Can't fan out workflows with cascade functions if they have a context

Here’s an example workflow that has a container sub-workflow that fans out multiple sub-workflows each of which contains a cascade function (pls don’t judge me)

defmodule Single do
alias Oban.Pro.Workflow
  
  def workflow() do
    Workflow.new()
    |> Workflow.put_context(%{hello: "world"})
    |> Workflow.add_cascade(:foo, &cascade/1)
  end
  
  def cascade(_context) do
    IO.inspect("Single fan-out cascade complete")
  end
end

defmodule Mothership do
  alias Oban.Pro.Workflow
	
  def workflow() do
    fan_out_wf =
      Enum.reduce(1..2, Workflow.new(), fn i, wf ->
        Workflow.add_workflow(wf, to_string(i), Single.workflow())
      end)
  
    Workflow.new()
    |> Workflow.add_workflow(:fan_out, fan_out_wf)
  end
end

When I run it:

Mothership.workflow() |> Oban.insert_all()

Jobs fail with this error:

** (Ecto.MultipleResultsError) expected at most one result but got 2 in query:

from j0 in Oban.Job,
  where: j0.state in [
  "scheduled",
  "available",
  "executing",
  "retryable",
  "completed",
  "discarded",
  "cancelled"
],
  where: fragment(
  "? ? 'workflow_id' AND ?->>'workflow_id' = ?",
  j0.meta,
  j0.meta,
  ^"019b1e4a-fb19-76d5-b41c-b4e83d2e79e0"
),
  where: j0.meta["name"] in ^["context"],
  order_by: [asc: j0.id],
  select: j0.meta

    (ecto 3.13.5) lib/ecto/repo/queryable.ex:166: Ecto.Repo.Queryable.one/3
    (oban_pro 1.6.9) lib/oban/pro/workflow.ex:2228: Oban.Pro.Workflow.get_recorded/3
    (oban_pro 1.6.9) lib/oban/pro/workflow/cascade.ex:39: Oban.Pro.Workflow.Cascade.all_context/2
    (oban_pro 1.6.9) lib/oban/pro/workflow/cascade.ex:23: Oban.Pro.Workflow.Cascade.process/1
    (oban_pro 1.6.9) lib/oban/pro/worker.ex:1156: Oban.Pro.Worker.process/3
    (oban 2.20.2) lib/oban/queue/executor.ex:143: Oban.Queue.Executor.perform/1
    (oban 2.20.2) lib/oban/queue/executor.ex:75: Oban.Queue.Executor.call/1
    (elixir 1.19.3) lib/task/supervised.ex:105: Task.Supervised.invoke_mfa/2
    (elixir 1.19.3) lib/task/supervised.ex:40: Task.Supervised.reply/4

Without put_context it’s working fine. Seems like a bug?

1 Like

Hmm I also run into the same error while trying to come up with a workaround using normal jobs, not cascade functions. The whole workflow composition must be problematic.
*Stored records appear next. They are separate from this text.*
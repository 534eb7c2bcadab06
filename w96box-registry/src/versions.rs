//! Fixed version → URL target table.
//!
//! Each supported version label maps to one fixed remote URL. The table is
//! static configuration; nothing is derived at runtime.

/// One deployable target: a display label bound to a static URL.
#[derive(Debug, Clone, Copy, PartialEq, Eq)]
pub struct VersionTarget {
    /// Display label shown in the profile list and create dialog.
    pub label: &'static str,
    /// Remote URL loaded when a profile of this version is launched.
    pub url: &'static str,
}

/// The twelve supported targets, newest first.
pub const VERSION_TARGETS: [VersionTarget; 12] = [
    VersionTarget {
        label: "Live Version [Up-to-Date]",
        url: "https://windows96.net/",
    },
    VersionTarget {
        label: "Version 3.0 [Valentines Edition]",
        url: "https://rel3-wf2514.windows96.net/",
    },
    VersionTarget {
        label: "Version 2.0 [Service Pack 2]",
        url: "https://rel2sp2.windows96.net/",
    },
    VersionTarget {
        label: "Version 2.0 [Service Pack 1]",
        url: "https://rel2sp1.windows96.net/",
    },
    VersionTarget {
        label: "Version 2.0",
        url: "https://rel2.windows96.net/",
    },
    VersionTarget {
        label: "Version 1.0",
        url: "https://rel1.windows96.net/",
    },
    VersionTarget {
        label: "Version 0.5",
        url: "https://rel05.windows96.net/",
    },
    VersionTarget {
        label: "Version 0.4",
        url: "https://rel04.windows96.net/",
    },
    VersionTarget {
        label: "Version 0.3",
        url: "https://rel03.windows96.net/",
    },
    VersionTarget {
        label: "Version 0.2",
        url: "https://rel02.windows96.net/",
    },
    VersionTarget {
        label: "Version 0.1",
        url: "https://rel01.windows96.net/",
    },
    VersionTarget {
        label: "Windows 96 NTXP",
        url: "https://exp1.windows96.net/",
    },
];

/// Look up the URL for a version label (exact match).
pub fn url_for(label: &str) -> Option<&'static str> {
    VERSION_TARGETS
        .iter()
        .find(|target| target.label == label)
        .map(|target| target.url)
}

/// All version labels in display order.
pub fn labels() -> impl Iterator<Item = &'static str> {
    VERSION_TARGETS.iter().map(|target| target.label)
}

#[cfg(test)]
mod tests {
    use super::*;

    #[test]
    fn table_has_twelve_unique_labels() {
        let mut labels: Vec<_> = labels().collect();
        labels.sort_unstable();
        labels.dedup();
        assert_eq!(labels.len(), 12);
    }

    #[test]
    fn known_labels_resolve() {
        assert_eq!(url_for("Version 1.0"), Some("https://rel1.windows96.net/"));
        assert_eq!(
            url_for("Live Version [Up-to-Date]"),
            Some("https://windows96.net/")
        );
        assert_eq!(url_for("Windows 96 NTXP"), Some("https://exp1.windows96.net/"));
    }

    #[test]
    fn lookup_is_exact_match() {
        assert_eq!(url_for("version 1.0"), None);
        assert_eq!(url_for("Version 1.0 "), None);
        assert_eq!(url_for(""), None);
    }
}
//! Per-session state machine.
//!
//! One `Session` wraps one open page window. Sessions are Active (showing
//! the profile's target page) or Blocked (showing the quota notice). The
//! quota watch is a per-session subscription: active sessions re-check the
//! gate after every completed navigation, and transitioning to Blocked
//! deactivates the watch so the check never runs against the notice page
//! itself.

use crate::console::DevConsole;
use crate::engine::{EngineError, PageHost, ScriptError};
use crate::scripts;

/// Identifier for one open session, unique within a launcher run.
#[derive(Debug, Clone, Copy, PartialEq, Eq, Hash, PartialOrd, Ord)]
pub struct SessionId(pub u64);

/// Where the session is in its lifecycle.
#[derive(Debug, Clone, Copy, PartialEq, Eq)]
pub enum SessionState {
    /// Rendering the profile's target page; quota watch active.
    Active,
    /// Showing the quota notice; closes on the next key press.
    Blocked,
}

/// One open page window bound to a profile.
pub struct Session {
    id: SessionId,
    profile: String,
    host: Box<dyn PageHost>,
    state: SessionState,
    /// Whether the post-navigation quota check is subscribed.
    quota_watch: bool,
    /// Target URL for "go home" / restart. Absent for sessions born Blocked.
    home_url: Option<String>,
    /// Per-session CORS-unblock toggle.
    cors_enabled: bool,
    console: DevConsole,
}

impl Session {
    /// Create an Active session pointed at its target URL.
    pub fn active(
        id: SessionId,
        profile: impl Into<String>,
        host: Box<dyn PageHost>,
        home_url: impl Into<String>,
        cors_enabled: bool,
    ) -> Self {
        Self {
            id,
            profile: profile.into(),
            host,
            state: SessionState::Active,
            quota_watch: true,
            home_url: Some(home_url.into()),
            cors_enabled,
            console: DevConsole::new(),
        }
    }

    /// Create a session that starts out Blocked (quota already exceeded at
    /// launch time). The host is expected to already show the notice page;
    /// its interactive chrome is stripped here, matching the mid-session
    /// [`Session::block`] transition.
    pub fn blocked(id: SessionId, profile: impl Into<String>, mut host: Box<dyn PageHost>) -> Self {
        host.remove_chrome();
        Self {
            id,
            profile: profile.into(),
            host,
            state: SessionState::Blocked,
            quota_watch: false,
            home_url: None,
            cors_enabled: false,
            console: DevConsole::new(),
        }
    }

    pub fn id(&self) -> SessionId {
        self.id
    }

    pub fn profile(&self) -> &str {
        &self.profile
    }

    pub fn state(&self) -> SessionState {
        self.state
    }

    /// Whether the post-navigation quota check should run for this session.
    pub fn quota_watch_active(&self) -> bool {
        self.quota_watch
    }

    pub fn console(&self) -> &DevConsole {
        &self.console
    }

    /// Transition to Blocked: deactivate the quota watch, strip interactive
    /// chrome, and replace the page with the static notice.
    ///
    /// Idempotent — a session already Blocked stays as it is.
    pub fn block(&mut self) -> Result<(), EngineError> {
        if self.state == SessionState::Blocked {
            return Ok(());
        }
        log::info!(
            "Session {:?} for profile '{}' exceeded its storage quota, blocking",
            self.id,
            self.profile
        );
        self.state = SessionState::Blocked;
        self.quota_watch = false;
        self.host.remove_chrome();
        self.host.set_title(&format!("Storage Full - {}", self.profile));
        self.host.load_html(scripts::BLOCKED_NOTICE_HTML)
    }

    /// React to a key press. Blocked sessions close on any key; returns
    /// true when the session closed itself.
    pub fn on_key_pressed(&mut self) -> bool {
        if self.state == SessionState::Blocked {
            self.host.close();
            return true;
        }
        false
    }

    /// React to a completed navigation: re-inject the CORS patch when the
    /// toggle is on. The quota re-check itself is driven by the launcher,
    /// which owns the registry.
    pub fn on_load_finished(&mut self) {
        if self.state == SessionState::Active && self.cors_enabled {
            // Patch is idempotent in-page, safe to send every navigation.
            if let Err(e) = self.host.run_script(scripts::CORS_UNBLOCK_JS) {
                log::warn!("CORS patch injection failed: {e}");
            }
        }
    }

    // -----------------------------------------------------------------------
    // Chrome actions (forwarded from toolbar/menu glue)
    // -----------------------------------------------------------------------

    /// Reload the current page ("Restart" toolbar action).
    pub fn reload(&mut self) -> Result<(), ScriptError> {
        self.host.run_script("location.reload();")
    }

    /// Navigate back to the profile's target URL.
    pub fn go_home(&mut self) -> Result<(), EngineError> {
        match &self.home_url {
            Some(url) => {
                let url = url.clone();
                self.host.load_url(&url)
            }
            None => Ok(()),
        }
    }

    /// Apply a fixed resolution preset.
    pub fn set_resolution(&mut self, width: u32, height: u32) {
        self.host.set_inner_size(width, height);
    }

    /// Toggle fullscreen.
    pub fn toggle_fullscreen(&mut self) {
        let fullscreen = self.host.is_fullscreen();
        self.host.set_fullscreen(!fullscreen);
    }

    /// Flip the CORS-unblock toggle. When turning it on with a page already
    /// loaded, the patch is injected immediately; turning it off reloads so
    /// the page returns to unpatched fetch behavior.
    pub fn set_cors_enabled(&mut self, enabled: bool) -> Result<(), ScriptError> {
        self.cors_enabled = enabled;
        if enabled {
            self.host.run_script(scripts::CORS_UNBLOCK_JS)
        } else {
            self.reload()
        }
    }

    pub fn cors_enabled(&self) -> bool {
        self.cors_enabled
    }

    /// Run an opaque script in the page (tools/system menu actions).
    pub fn run_script(&mut self, script: &str) -> Result<(), ScriptError> {
        self.host.run_script(script)
    }

    /// Submit a command from the developer console.
    pub fn submit_console_command(&mut self, input: &str) {
        self.console.submit(self.host.as_mut(), input);
    }

    /// Record a captured `console.log` line.
    pub fn push_console_log(&mut self, message: impl Into<String>) {
        self.console.push_log(message);
    }

    /// Record a late script result delivered by the engine.
    pub fn push_script_result(&mut self, value: serde_json::Value) {
        self.console.push_result(value);
    }

    /// Close the window. The launcher drops the session afterwards.
    pub fn close(&mut self) {
        self.host.close();
    }
}

impl std::fmt::Debug for Session {
    fn fmt(&self, f: &mut std::fmt::Formatter<'_>) -> std::fmt::Result {
        f.debug_struct("Session")
            .field("id", &self.id)
            .field("profile", &self.profile)
            .field("state", &self.state)
            .field("quota_watch", &self.quota_watch)
            .finish_non_exhaustive()
    }
}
Am I using it wrong?

1 Like

It’s likely that we can put in a fix to prevent the error, but based on the example, you’re using it slightly wrong. There’s no need to add a workflow to a workflow without any other jobs in it, just return the workflow:

  def workflow do
    Enum.reduce(1..2, Workflow.new(), fn i, wf ->
      Workflow.add_workflow(wf, to_string(i), Single.workflow())
    end)
  end

Fewer nested workflows are better when possible. We’ll work on a fix for the query issue regardless.

2 Likes

Thanks! I purposefully removed from the example as much as possible. The full version contains more stages, and looks more like this:

  def workflow(task_ids) do
    fan_out_wf =
      Enum.reduce(task_ids, Workflow.new(), fn task_id, wf ->
        Workflow.add_workflow(wf, task_id, Single.workflow(task_id))
      end)
  
    Workflow.new()
    |> Workflow.add(:prepare_fan_out, ...)
    |> Workflow.add_workflow(:fan_out, fan_out_wf, deps: :prepare_fan_out)
    |> Workflow.add(:process_results, ..., deps: :fan_out)
  end

The reason I wrap fan-out in a workflow is so that I could depend on the fan-out without explicitly collecting every fan out job id at workflow creation time, if this makes sense!

2 Likes

I am seeing the same thing with Oban Pro v1.6.9. Is the workaround to avoid a second Workflow.put_context and use traditional Workers to get the values into my jobs?

This would appear to be a pretty big issue preventing the composition of workflows. The way I see it, this prevents sub-workflows added via add_workflow or add_graft from being able to set context data received from the parent workflow on themselves.

Maybe I am misunderstanding how relevant data should be shared between workflows. Is there another, more canonical/idiomatic way? If not, is there an estimated timeline for a fix? At the moment, this is a blocker for my work.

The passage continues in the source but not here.